One Bosnian Serb source close to the Pale leadership reported late Tuesday that a serious split had arisen between Mladic on one side and Karadzic and Serbian President Slobodan Milosevic on the other. That could signal a shift in the Serb power structure, since Mladic recently had been allied with the powerful Serbian president against Karadzic.

Meanwhile, there was virtually no movement of Bosnian Serb heavy weapons around Sarajevo. U.N. military spokesman Lt. Col. Chris Vernon said only one of about 300 weapons was seen moving at all on Tuesday.

Mladic apparently fears that if he removes his weaponry, his troops will be vulnerable to attack by government forces.

Today, Bosnian Serb TV showed footage it said was shot the previous day of several tanks and armored personnel carriers attempting to leave the exclusion zone. They were being blocked by women and children. ``If they leave, who will defend us?″ shouted one woman.
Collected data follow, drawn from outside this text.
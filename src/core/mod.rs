pub mod expect;
pub mod report;
pub mod sequence;

pub use crate::domain::model::{ApiResponse, Credentials, NewFood, PatchOperation};
pub use crate::domain::ports::{ConfigProvider, FoodApi};
pub use crate::utils::error::Result;
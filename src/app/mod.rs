pub mod scenarios;
pub mod session;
NATO showed film of hits by U.S. and French aircraft on several Bosnian Serb targets on Tuesday. Film showed communications command-and-control centers and ammunition depots hit by laser-guided bombs and going up in huge clouds of smoke. The attacks were on Mount Jahorina south of Sarajevo, Visegrad and Han Pijesak to the east, Hadzici to the west, and a target near Sarajevo.

Smith said more than 1,500 sorties had been flown since last Wednesday, when NATO first took to the skies in the current campaign. That came two days after a mortar shell landed in the center of Sarajevo and killed 38 people.

In Moscow, lawmakers called an emergency session of parliament for Saturday to denounce NATO airstrikes on the Bosnian Serbs and the Kremlin’s inability to prevent them.

They said they will urge President Boris Yeltsin to unilaterally lift sanctions against former Yugoslavia, and will discuss whether Russia should withdraw from NATO’s Partnership for Peace program.

Despite the renewed airstrikes and combat on the ground, Assistant Secretary of State Richard Holbrooke pursued his diplomatic shuttle ahead of talks in Geneva on Friday involving the foreign ministers of Yugoslavia, Bosnia and Croatia.

Holbrooke met for 2 1/2 hours today with Croatian President Franjo Tudjman in Zagreb.

The U.S. plan would give the Serbs 49 percent of Bosnia compared to the nearly 70 percent they now hold, and a Bosnian Croat and Muslim federation the rest. The Bosnian war has left at least 200,000 people dead or missing since April 1992.